### Task objective
Which lines in the data below contain the string "BoundingBox"? Show each one.

### Records shown
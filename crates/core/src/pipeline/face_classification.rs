use crate::classification::domain::age_classifier::AgeClassifier;
use crate::classification::domain::classification::Classification;
use crate::classification::domain::gender_classifier::GenderClassifier;
use crate::detection::domain::face_region::FaceRegion;
use crate::shared::error::ClassificationError;
use crate::shared::frame::Frame;

/// Runs both classifiers over the faces of one frame.
///
/// Faces are independent, so a frame with several faces is fanned out over
/// at most `workers` scoped threads. Results always come back in the order
/// of the input faces, whatever order the workers finish in.
///
/// Parallelism is bounded by the classifiers too: a classifier that
/// serializes its calls (one ONNX session behind a lock) runs one face at a
/// time. Give the ONNX classifiers as many sessions as workers with
/// `with_sessions` to avoid that.
pub struct FaceClassifier {
    age: Box<dyn AgeClassifier>,
    gender: Box<dyn GenderClassifier>,
    workers: usize,
}

impl FaceClassifier {
    pub fn new(
        age: Box<dyn AgeClassifier>,
        gender: Box<dyn GenderClassifier>,
        workers: usize,
    ) -> Self {
        Self {
            age,
            gender,
            workers: workers.max(1),
        }
    }

    pub fn workers(&self) -> usize {
        self.workers
    }

    /// Classifies one face. Pure with respect to `self`: nothing is
    /// remembered between calls.
    pub fn classify_face(
        &self,
        face: &FaceRegion,
        context: &Frame,
    ) -> Result<Classification, ClassificationError> {
        if face.crop().is_empty() {
            return Err(ClassificationError::EmptyCrop);
        }
        let age = self.age.predict(face.crop(), context)?;
        let gender = self.gender.predict(face.crop(), context)?;
        Ok(Classification::new(age, gender))
    }

    /// Classifies every face; element `i` of the result belongs to
    /// `faces[i]`.
    pub fn classify_all(
        &self,
        faces: &[FaceRegion],
        context: &Frame,
    ) -> Vec<Result<Classification, ClassificationError>> {
        let pool = self.workers.min(faces.len());
        if pool <= 1 {
            return faces
                .iter()
                .map(|face| self.classify_face(face, context))
                .collect();
        }

        let (job_tx, job_rx) = crossbeam_channel::bounded::<usize>(faces.len());
        let (result_tx, result_rx) = crossbeam_channel::bounded(faces.len());
        for index in 0..faces.len() {
            // Capacity equals the job count, so this never blocks.
            let _ = job_tx.send(index);
        }
        drop(job_tx);

        std::thread::scope(|scope| {
            for _ in 0..pool {
                let job_rx = job_rx.clone();
                let result_tx = result_tx.clone();
                scope.spawn(move || {
                    for index in job_rx {
                        let result = self.classify_face(&faces[index], context);
                        if result_tx.send((index, result)).is_err() {
                            break;
                        }
                    }
                });
            }
        });
        drop(result_tx);

        let mut slots: Vec<Option<Result<Classification, ClassificationError>>> =
            (0..faces.len()).map(|_| None).collect();
        for (index, result) in result_rx {
            slots[index] = Some(result);
        }
        slots
            .into_iter()
            .map(|slot| {
                slot.unwrap_or_else(|| {
                    Err(ClassificationError::Inference(
                        "classification worker exited early".into(),
                    ))
                })
            })
            .collect()
    }
}
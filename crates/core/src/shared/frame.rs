use chrono::{DateTime, Local};

use crate::shared::bounding_box::BoundingBox;

/// A single captured frame: contiguous pixel bytes in row-major order.
///
/// Frames are immutable once built. Annotation works on a copy, and crops
/// are materialized into their own buffers.
#[derive(Clone, Debug)]
pub struct Frame {
    data: Vec<u8>,
    width: u32,
    height: u32,
    channels: u8,
    sequence: u64,
    captured_at: DateTime<Local>,
}

impl Frame {
    pub fn new(data: Vec<u8>, width: u32, height: u32, channels: u8, sequence: u64) -> Self {
        debug_assert_eq!(
            data.len(),
            (width as usize) * (height as usize) * (channels as usize),
            "data length must equal width * height * channels"
        );
        Self {
            data,
            width,
            height,
            channels,
            sequence,
            captured_at: Local::now(),
        }
    }

    pub fn with_captured_at(mut self, captured_at: DateTime<Local>) -> Self {
        self.captured_at = captured_at;
        self
    }

    pub fn data(&self) -> &[u8] {
        &self.data
    }

    pub fn width(&self) -> u32 {
        self.width
    }

    pub fn height(&self) -> u32 {
        self.height
    }

    pub fn channels(&self) -> u8 {
        self.channels
    }

    pub fn sequence(&self) -> u64 {
        self.sequence
    }

    pub fn captured_at(&self) -> DateTime<Local> {
        self.captured_at
    }

    pub fn is_empty(&self) -> bool {
        self.width == 0 || self.height == 0
    }

    /// Copies the pixels under `bbox` into a new frame.
    ///
    /// The box is clamped to the frame first; the crop inherits the
    /// sequence number and capture time of its source.
    pub fn crop(&self, bbox: &BoundingBox) -> Frame {
        let Some(b) = bbox.clamp_to(self.width, self.height) else {
            return Frame::new(Vec::new(), 0, 0, self.channels, self.sequence)
                .with_captured_at(self.captured_at);
        };

        let channels = self.channels as usize;
        let fw = self.width as usize;
        let (x, y, w, h) = (b.x as usize, b.y as usize, b.width as usize, b.height as usize);

        let mut data = Vec::with_capacity(w * h * channels);
        for row in y..y + h {
            let start = (row * fw + x) * channels;
            data.extend_from_slice(&self.data[start..start + w * channels]);
        }

        Frame::new(data, w as u32, h as u32, self.channels, self.sequence)
            .with_captured_at(self.captured_at)
    }
}

#[cfg(test)]
mod tests {
    use super::*;

    fn gradient_frame(width: u32, height: u32) -> Frame {
        let mut data = Vec::with_capacity((width * height * 3) as usize);
        for y in 0..height {
            for x in 0..width {
                data.extend_from_slice(&[x as u8, y as u8, 7]);
            }
        }
        Frame::new(data, width, height, 3, 9)
    }

    #[test]
    fn test_construction_and_accessors() {
        let data = vec![0u8; 12]; // 2x2x3
        let frame = Frame::new(data.clone(), 2, 2, 3, 5);
        assert_eq!(frame.width(), 2);
        assert_eq!(frame.height(), 2);
        assert_eq!(frame.channels(), 3);
        assert_eq!(frame.sequence(), 5);
        assert_eq!(frame.data(), &data[..]);
    }

    #[test]
    #[should_panic(expected = "data length must equal width * height * channels")]
    fn test_mismatched_data_length_panics_in_debug() {
        let data = vec![0u8; 10]; // wrong size for 2x2x3
        Frame::new(data, 2, 2, 3, 0);
    }

    #[test]
    fn test_crop_copies_region() {
        let frame = gradient_frame(10, 10);
        let crop = frame.crop(&BoundingBox::new(2, 3, 4, 5));
        assert_eq!(crop.width(), 4);
        assert_eq!(crop.height(), 5);
        assert_eq!(crop.sequence(), 9);
        assert_eq!(crop.captured_at(), frame.captured_at());
        let px = |x: usize, y: usize| &crop.data()[(y * 4 + x) * 3..][..3];
        assert_eq!(px(0, 0), &[2, 3, 7]);
        assert_eq!(px(3, 4), &[5, 7, 7]);
    }

    #[test]
    fn test_crop_clamps_to_frame() {
        let frame = gradient_frame(10, 10);
        let crop = frame.crop(&BoundingBox::new(8, 8, 5, 5));
        assert_eq!(crop.width(), 2);
        assert_eq!(crop.height(), 2);
    }

    #[test]
    fn test_crop_outside_frame_is_empty() {
        let frame = gradient_frame(10, 10);
        let crop = frame.crop(&BoundingBox::new(20, 20, 5, 5));
        assert!(crop.is_empty());
        assert!(crop.data().is_empty());
    }

    #[test]
    fn test_crop_does_not_touch_source() {
        let frame = gradient_frame(6, 6);
        let before = frame.data().to_vec();
        let _ = frame.crop(&BoundingBox::new(1, 1, 3, 3));
        assert_eq!(frame.data(), &before[..]);
    }
}
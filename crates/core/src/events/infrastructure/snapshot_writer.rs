use std::path::{Path, PathBuf};

use crate::shared::error::EventSinkError;
use crate::shared::frame::Frame;

/// Saves annotated frames as JPEG files referenced by detection events.
pub struct SnapshotWriter {
    dir: PathBuf,
}

impl SnapshotWriter {
    pub fn new(dir: &Path) -> Result<Self, EventSinkError> {
        std::fs::create_dir_all(dir)?;
        Ok(Self {
            dir: dir.to_path_buf(),
        })
    }

    pub fn dir(&self) -> &Path {
        &self.dir
    }

    /// Writes `frame` and returns the path it was saved to. The name is
    /// derived from the capture time and sequence number, so one frame
    /// always maps to one file.
    pub fn save(&self, frame: &Frame) -> Result<PathBuf, EventSinkError> {
        let name = format!(
            "{}-{:08}.jpg",
            frame.captured_at().format("%Y%m%d-%H%M%S"),
            frame.sequence()
        );
        let path = self.dir.join(name);

        let img = image::RgbImage::from_raw(frame.width(), frame.height(), frame.data().to_vec())
            .ok_or_else(|| EventSinkError::Snapshot {
                path: path.clone(),
                reason: format!(
                    "expected a {}x{} RGB buffer, got {} channels",
                    frame.width(),
                    frame.height(),
                    frame.channels()
                ),
            })?;
        img.save_with_format(&path, image::ImageFormat::Jpeg)
            .map_err(|e| EventSinkError::Snapshot {
                path: path.clone(),
                reason: e.to_string(),
            })?;
        Ok(path)
    }
}
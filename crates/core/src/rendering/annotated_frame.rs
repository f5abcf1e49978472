use crate::shared::bounding_box::BoundingBox;
use crate::shared::frame::Frame;

/// Caption text and the anchor it was placed at. The anchor is the
/// bottom-left corner of the text.
#[derive(Clone, Debug, PartialEq, Eq)]
pub struct Caption {
    pub text: String,
    pub x: i32,
    pub y: i32,
}

/// A frame copy with boxes and captions burned in, plus a record of
/// what was drawn.
#[derive(Clone, Debug)]
pub struct AnnotatedFrame {
    frame: Frame,
    boxes: Vec<BoundingBox>,
    captions: Vec<Caption>,
}

impl AnnotatedFrame {
    pub fn new(frame: Frame, boxes: Vec<BoundingBox>, captions: Vec<Caption>) -> Self {
        Self {
            frame,
            boxes,
            captions,
        }
    }

    pub fn frame(&self) -> &Frame {
        &self.frame
    }

    pub fn boxes(&self) -> &[BoundingBox] {
        &self.boxes
    }

    pub fn captions(&self) -> &[Caption] {
        &self.captions
    }
}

### Written response
use crate::shared::bounding_box::BoundingBox;
    pub fn crop(&self, bbox: &BoundingBox) -> Frame {
        let crop = frame.crop(&BoundingBox::new(2, 3, 4, 5));
        let crop = frame.crop(&BoundingBox::new(8, 8, 5, 5));
        let crop = frame.crop(&BoundingBox::new(20, 20, 5, 5));
        let _ = frame.crop(&BoundingBox::new(1, 1, 3, 3));
use crate::shared::bounding_box::BoundingBox;
    boxes: Vec<BoundingBox>,
    pub fn new(frame: Frame, boxes: Vec<BoundingBox>, captions: Vec<Caption>) -> Self {
    pub fn boxes(&self) -> &[BoundingBox] {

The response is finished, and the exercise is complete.